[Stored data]
▬▬▬▬▬▬

/// Relaunching the trainer: resume-script materialization and detached spawning.
///
/// The original launch script is never touched. A resume relaunch writes a copy
/// with the resume flag injected into the continued trainer command; a fresh
/// relaunch runs the original as-is. Either way the child gets its own session
/// so it outlives the watchdog.
use crate::config::LaunchConfig;
use crate::output_dir::OutputDir;
use std::path::{Path, PathBuf};
use std::process::Stdio;
use tokio::process::Command;

#[cfg(windows)]
const CREATE_NEW_PROCESS_GROUP: u32 = 0x0000_0200;
#[cfg(windows)]
const DETACHED_PROCESS: u32 = 0x0000_0008;

/// Line-continuation convention of a launch script.
#[derive(Debug, Clone, Copy, PartialEq, Eq)]
pub enum ScriptDialect {
    Posix,
    Batch,
}

impl ScriptDialect {
    /// `.bat` and `.cmd` scripts continue lines with `^`, everything else with `\`.
    pub fn for_script(path: &Path) -> Self {
        match path
            .extension()
            .map(|e| e.to_string_lossy().to_lowercase())
            .as_deref()
        {
            Some("bat") | Some("cmd") => ScriptDialect::Batch,
            _ => ScriptDialect::Posix,
        }
    }

    pub fn continuation(self) -> char {
        match self {
            ScriptDialect::Posix => '\\',
            ScriptDialect::Batch => '^',
        }
    }
}

/// Errors from preparing or starting a relaunch.
#[derive(Debug)]
pub enum LaunchError {
    /// No launch script is configured.
    NoScript,
    ReadScript {
        path: PathBuf,
        source: std::io::Error,
    },
    WriteScript {
        path: PathBuf,
        source: std::io::Error,
    },
    /// The script has no continued command to attach the resume flag to.
    AnchorNotFound { path: PathBuf },
    LogFile {
        path: PathBuf,
        source: std::io::Error,
    },
    Spawn {
        script: PathBuf,
        source: std::io::Error,
    },
}

impl std::fmt::Display for LaunchError {
    fn fmt(&self, f: &mut std::fmt::Formatter<'_>) -> std::fmt::Result {
        match self {
            LaunchError::NoScript => write!(f, "no launch script configured"),
            LaunchError::ReadScript { path, source } => {
                write!(f, "failed to read launch script {}: {source}", path.display())
            }
            LaunchError::WriteScript { path, source } => {
                write!(f, "failed to write resume script {}: {source}", path.display())
            }
            LaunchError::AnchorNotFound { path } => write!(
                f,
                "no continued command found in {} to attach the resume flag to",
                path.display()
            ),
            LaunchError::LogFile { path, source } => {
                write!(f, "failed to open training log {}: {source}", path.display())
            }
            LaunchError::Spawn { script, source } => {
                write!(f, "failed to spawn {}: {source}", script.display())
            }
        }
    }
}

impl std::error::Error for LaunchError {
    fn source(&self) -> Option<&(dyn std::error::Error + 'static)> {
        match self {
            LaunchError::ReadScript { source, .. }
            | LaunchError::WriteScript { source, .. }
            | LaunchError::LogFile { source, .. }
            | LaunchError::Spawn { source, .. } => Some(source),
            LaunchError::NoScript | LaunchError::AnchorNotFound { .. } => None,
        }
    }
}

/// A trainer started by the watchdog.
#[derive(Debug, Clone, PartialEq, Eq)]
pub struct SpawnedProcess {
    pub pid: u32,
    /// Script that was actually run (the resume copy for resumes).
    pub script: PathBuf,
    pub log: PathBuf,
}

/// Relaunch operations as seen by the orchestrator.
pub trait Relauncher {
    fn resume(&mut self, checkpoint: &Path) -> Result<SpawnedProcess, LaunchError>;
    fn restart_fresh(&mut self) -> Result<SpawnedProcess, LaunchError>;
}

/// Relaunches the trainer from the operator's launch script.
#[derive(Debug, Clone)]
pub struct LaunchScriptAdapter {
    script: Option<PathBuf>,
    working_dir: Option<PathBuf>,
    shell: String,
    resume_flag: String,
    log_path: PathBuf,
    pid_path: PathBuf,
}

impl LaunchScriptAdapter {
    /// Paths in `config` are expected to be absolute already.
    pub fn new(config: &LaunchConfig, output: &OutputDir) -> Self {
        Self {
            script: config.script.clone(),
            working_dir: config.working_dir.clone(),
            shell: config.shell.clone(),
            resume_flag: config.resume_flag.clone(),
            log_path: output.training_log(),
            pid_path: output.training_pid(),
        }
    }

    fn script(&self) -> Result<&Path, LaunchError> {
        self.script.as_deref().ok_or(LaunchError::NoScript)
    }

    /// Configured working directory, else the watchdog's own.
    fn working_dir(&self) -> PathBuf {
        self.working_dir
            .clone()
            .or_else(|| std::env::current_dir().ok())
            .unwrap_or_else(|| PathBuf::from("."))
    }

    /// Write the resume copy of the launch script and return its path.
    pub fn write_resume_script(&self, checkpoint: &Path) -> Result<PathBuf, LaunchError> {
        let original = self.script()?;
        let contents =
            std::fs::read_to_string(original).map_err(|source| LaunchError::ReadScript {
                path: original.to_path_buf(),
                source,
            })?;

        let dialect = ScriptDialect::for_script(original);
        let patched = inject_resume(&contents, dialect, &self.resume_flag, checkpoint).ok_or_else(
            || LaunchError::AnchorNotFound {
                path: original.to_path_buf(),
            },
        )?;

        let target = resume_script_path(original);
        std::fs::write(&target, patched).map_err(|source| LaunchError::WriteScript {
            path: target.clone(),
            source,
        })?;
        make_executable(&target).map_err(|source| LaunchError::WriteScript {
            path: target.clone(),
            source,
        })?;

        tracing::info!(
            script = %target.display(),
            checkpoint = %checkpoint.display(),
            "wrote resume script"
        );
        Ok(target)
    }

    fn launch(&self, script: &Path, cwd: &Path) -> Result<SpawnedProcess, LaunchError> {
        let pid = spawn_detached(&self.shell, script, cwd, &self.log_path)?;
        if let Err(e) = std::fs::write(&self.pid_path, format!("{pid}\n")) {
            tracing::warn!(
                path = %self.pid_path.display(),
                error = %e,
                "failed to record training pid"
            );
        }
        Ok(SpawnedProcess {
            pid,
            script: script.to_path_buf(),
            log: self.log_path.clone(),
        })
    }
}

impl Relauncher for LaunchScriptAdapter {
    fn resume(&mut self, checkpoint: &Path) -> Result<SpawnedProcess, LaunchError> {
        let resume_script = self.write_resume_script(checkpoint)?;
        self.launch(&resume_script, &self.working_dir())
    }

    fn restart_fresh(&mut self) -> Result<SpawnedProcess, LaunchError> {
        let original = self.script()?.to_path_buf();
        self.launch(&original, &self.working_dir())
    }
}

/// `train.sh` -> `train_resume.sh`, in the same directory.
pub fn resume_script_path(original: &Path) -> PathBuf {
    let stem = original
        .file_stem()
        .map(|s| s.to_string_lossy().into_owned())
        .unwrap_or_else(|| "train".to_string());
    let name = match original.extension() {
        Some(ext) => format!("{stem}_resume.{}", ext.to_string_lossy()),
        None => format!("{stem}_resume"),
    };
    original.with_file_name(name)
}

/// Command-line fragment an operator adds to resume by hand (POSIX shell).
pub fn manual_resume_command(flag: &str, checkpoint: &Path) -> String {
    format!("{flag} {}", quote_path(checkpoint, ScriptDialect::Posix))
}

/// Quote `path` so the script's interpreter passes it through literally.
///
/// POSIX paths with anything beyond plain path characters are single-quoted,
/// with embedded `'` written as `'\''`. Batch paths are double-quoted when
/// they hold whitespace or cmd metacharacters, and `%` is doubled.
fn quote_path(path: &Path, dialect: ScriptDialect) -> String {
    let s = path.to_string_lossy();
    match dialect {
        ScriptDialect::Posix => {
            let plain = s
                .chars()
                .all(|c| c.is_ascii_alphanumeric() || "/._-+,:=@%".contains(c));
            if plain && !s.is_empty() {
                s.into_owned()
            } else {
                format!("'{}'", s.replace('\'', r"'\''"))
            }
        }
        ScriptDialect::Batch => {
            let escaped = s.replace('%', "%%");
            if s.chars().any(|c| c.is_whitespace() || "&|<>^()".contains(c)) {
                format!("\"{escaped}\"")
            } else {
                escaped
            }
        }
    }
}

/// Insert `<indent><flag> <checkpoint> <marker>` in front of the final line of
/// the last continued command.
///
/// The anchor is the last non-blank line that does not end with the
/// continuation marker while the line right before it does. Returns `None`
/// when the script has no such line. Line endings (LF or CRLF) and a trailing
/// newline are preserved.
pub fn inject_resume(
    script: &str,
    dialect: ScriptDialect,
    flag: &str,
    checkpoint: &Path,
) -> Option<String> {
    let eol = if script.contains("\r\n") { "\r\n" } else { "\n" };
    let marker = dialect.continuation();
    let lines: Vec<&str> = script
        .split('\n')
        .map(|l| l.strip_suffix('\r').unwrap_or(l))
        .collect();
    let continues = |line: &str| line.trim_end().ends_with(marker);

    let anchor = (1..lines.len()).rev().find(|&i| {
        !lines[i].trim().is_empty() && !continues(lines[i]) && continues(lines[i - 1])
    })?;

    let indent: String = lines[anchor]
        .chars()
        .take_while(|c| c.is_whitespace())
        .collect();
    let inserted = format!("{indent}{flag} {} {marker}", quote_path(checkpoint, dialect));

    let mut out = String::with_capacity(script.len() + inserted.len() + eol.len());
    for (i, line) in lines.iter().enumerate() {
        if i > 0 {
            out.push_str(eol);
        }
        if i == anchor {
            out.push_str(&inserted);
            out.push_str(eol);
        }
        out.push_str(line);
    }
    Some(out)
}

#[cfg(unix)]
fn make_executable(path: &Path) -> std::io::Result<()> {
    use std::os::unix::fs::PermissionsExt;
    std::fs::set_permissions(path, std::fs::Permissions::from_mode(0o755))
}

#[cfg(not(unix))]
fn make_executable(_path: &Path) -> std::io::Result<()> {
    Ok(())
}

/// Start `shell script` in `cwd`, detached from the watchdog.
///
/// stdout and stderr both go to `log_path` (truncated), stdin is null. The
/// child runs in a new session on POSIX and a new detached process group on
/// Windows, and is never waited on.
pub fn spawn_detached(
    shell: &str,
    script: &Path,
    cwd: &Path,
    log_path: &Path,
) -> Result<u32, LaunchError> {
    let log = std::fs::File::create(log_path).map_err(|source| LaunchError::LogFile {
        path: log_path.to_path_buf(),
        source,
    })?;
    let log_stderr = log.try_clone().map_err(|source| LaunchError::LogFile {
        path: log_path.to_path_buf(),
        source,
    })?;

    let mut cmd = Command::new(shell);
    #[cfg(windows)]
    cmd.arg("/C");
    cmd.arg(script)
        .current_dir(cwd)
        .stdin(Stdio::null())
        .stdout(Stdio::from(log))
        .stderr(Stdio::from(log_stderr));

    #[cfg(unix)]
    // SAFETY: setsid is async-signal-safe and touches no parent state.
    unsafe {
        cmd.pre_exec(|| {
            nix::unistd::setsid()
                .map(|_| ())
                .map_err(std::io::Error::from)
        });
    }
    #[cfg(windows)]
    cmd.creation_flags(CREATE_NEW_PROCESS_GROUP | DETACHED_PROCESS);

    let child = cmd.spawn().map_err(|source| LaunchError::Spawn {
        script: script.to_path_buf(),
        source,
    })?;
    let pid = child.id().unwrap_or(0);
    tracing::info!(
        pid,
        shell,
        script = %script.display(),
        cwd = %cwd.display(),
        log = %log_path.display(),
        "spawned detached trainer"
    );
    // Dropping the handle leaves the child running; the runtime reaps it on exit.
    drop(child);
    Ok(pid)
}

▬▬▬▬▬▬

» WHAT IS EXPECTED:
Report how many lines of the entries hold the word "OutputDir". Nothing else is needed.

» SOLUTION BELOW:
2